Hagel’s defence gamut

Hagel’s defence gamutEric Margolis

Secretary of Defence is the second most important and the toughest job in the US government after President.Since the 9/11 attacks, US foreign policy has become highly militarised. The Pentagon today dominates US relations with the rest of the world, not the State Department or CIA. The Pentagon’s 2013 total budget will be $800 billion when all programmes, including ‘black’ projects, are included.This mammoth sum represents almost 50 per cent of the world’s total military spending.

Add close US allies in Europe, the Mideast, and Asia, and the figure is 80 per cent.
Contrary to what most Americans believe, the US Defence Department is not really about defence of America’s shores, but about offensive operations abroad. The US has some 1,000 bases and powerful air, naval and land forces scattered across the globe enforcing the Pax Americana.

Americans are relentlessly bombarded by media and Republicans about alleged dire threats from abroad, conjuring still raw memories of 9/11, though evidence is scanty or absent.But something remarkable has just occurred in Washington, a place that rarely produces much good news.

President Barack Obama, now in his last term and freed of many political constraints, has challenged powerful vested special interests by naming former US Republican Senator and decorated war veteran Chuck Hagel as Secretary of Defence. Hagel, wounded twice in Vietnam, is the first former enlisted man to head the Pentagon.

On taking office, Hagel called on the US to resume being a ‘force for good’ in the world and avoid ‘dictating’ to other nations. These were breathtaking words after all the Republican claims of ‘American exceptionalism’ – code for world domination. Washington is notorious for grinding down men in office and thwarting their hopes. The nation’s capitol and particularly Congress have been deeply corrupted by special interest money.

Hagel’s nomination caused a firestorm among Congressional Republicans who accused Hagel of everything from being anti-Israel and pro-Iranian to accepting money from North Korea.The former Nebraska senator was slandered, defamed and vilified by fellow Republicans. It was as sickening a display of hypocrisy and pandering as this veteran journalist (and army veteran) has seen.

Verbally warlike senators and congressmen who had dodged national service during the Vietnam War (we call them ‘chickenhawks’) had the nerve to accuse decorated veteran Hagel of being unpatriotic for opposing the disastrous US war against Iraq and for failing to advocate war against Iran. Behind all this, of course, was the hugely powerful pro-Israel lobby. In official Washington, it is taboo to even say there is an Israel lobby, though in reality everyone knows it dictates Mideast policy to the Congress.

When accused some years ago of being insufficiently pro-Israel, the tough-talking Hagel shot back that he was a senator from the US, not Israel.
This flaming heresy forever branded Hagel an enemy to the pro-Israel lobby and its ardent Republican supporters.
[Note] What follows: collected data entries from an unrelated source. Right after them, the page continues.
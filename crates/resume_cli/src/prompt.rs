//! Line-based terminal prompts.
//!
//! # Responsibility
//! - Ask one question, re-asking until the answer is usable.
//! - Stay generic over reader/writer so sessions can be scripted in tests.
//!
//! # Invariants
//! - `Ok(None)` means the input reached EOF; callers stop asking.

use std::io::{self, BufRead, Write};

pub struct Prompter<R, W> {
    input: R,
    output: W,
}

impl<R: BufRead, W: Write> Prompter<R, W> {
    pub fn new(input: R, output: W) -> Self {
        Self { input, output }
    }

    /// Writes one full line of output.
    pub fn say(&mut self, line: impl AsRef<str>) -> io::Result<()> {
        writeln!(self.output, "{}", line.as_ref())
    }

    /// Asks until a non-blank answer arrives; returns it trimmed.
    pub fn read_non_empty(&mut self, prompt: &str) -> io::Result<Option<String>> {
        loop {
            let Some(answer) = self.ask(&format!("{prompt}: "))? else {
                return Ok(None);
            };
            if !answer.is_empty() {
                return Ok(Some(answer));
            }
            self.say("  -> Please enter a non-empty value.")?;
        }
    }

    /// Asks until an integer inside `min..=max` arrives.
    pub fn read_int(&mut self, prompt: &str, min: i32, max: i32) -> io::Result<Option<i32>> {
        loop {
            let Some(answer) = self.ask(&format!("{prompt}: "))? else {
                return Ok(None);
            };
            match answer.parse::<i32>() {
                Ok(value) if value < min => self.say(format!("  -> Must be >= {min}."))?,
                Ok(value) if value > max => self.say(format!("  -> Must be <= {max}."))?,
                Ok(value) => return Ok(Some(value)),
                Err(_) => self.say("  -> Please enter a valid integer.")?,
            }
        }
    }

    /// Asks a yes/no question; a blank answer picks `default_yes`.
    pub fn read_yes_no(&mut self, prompt: &str, default_yes: bool) -> io::Result<Option<bool>> {
        let suffix = if default_yes { "[Y/n]" } else { "[y/N]" };
        loop {
            let Some(answer) = self.ask(&format!("{prompt} {suffix}: "))? else {
                return Ok(None);
            };
            match answer.to_ascii_lowercase().as_str() {
                "" => return Ok(Some(default_yes)),
                "y" | "yes" => return Ok(Some(true)),
                "n" | "no" => return Ok(Some(false)),
                _ => self.say("  -> Please answer y/yes or n/no.")?,
            }
        }
    }

    #[cfg(test)]
    pub fn into_output(self) -> W {
        self.output
    }

    fn ask(&mut self, prompt: &str) -> io::Result<Option<String>> {
        write!(self.output, "{prompt}")?;
        self.output.flush()?;

        let mut line = String::new();
        if self.input.read_line(&mut line)? == 0 {
            return Ok(None);
        }
        Ok(Some(line.trim().to_string()))
    }
}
Obama’s appointment of Chuck Hagel was also a stinging slap in the face to Israel’s Prime Minister Benjamin Netanyahu, who had humiliated Obama and Vice-President Joe Biden on numerous occasions and even worked with Republicans to defeat Obama in the last presidential elections.

Hagel must now fend off his foes in Congress and the media while wrestling with sharp cuts in military spending, layoffs of some of the 800,000 civilian Pentagon employees, and delays or cancellations of sacred cow weapons programmes like the absurdly expensive F-35 fighter, new aircraft carriers, and anti-missile programmes.
The US military-industrial complex has cleverly put arms plants in most US states, assuring that cuts in Pentagon spending will produce howls of national opposition from senators ?and congressmen.

Still, Secretary Hagel speaks for many moderate Americans, and even for members of the Pentagon and CIA, who want to end America’s post-9/11 heavy-handed policies, stop the fear-mongering over so-called ‘terrorism’, and use the mighty US armed forces to help people around the world.

That’s the hope. But slowing down the Pentagon juggernaut will be very difficult. Reports say US Special Forces are now entering Niger and planning to stay on in Afghanistan. Anti-China fever is growing at a time when the US must work out a way to peacefully manage China’s rising power.Secretary Hagel will have his work cut out for him.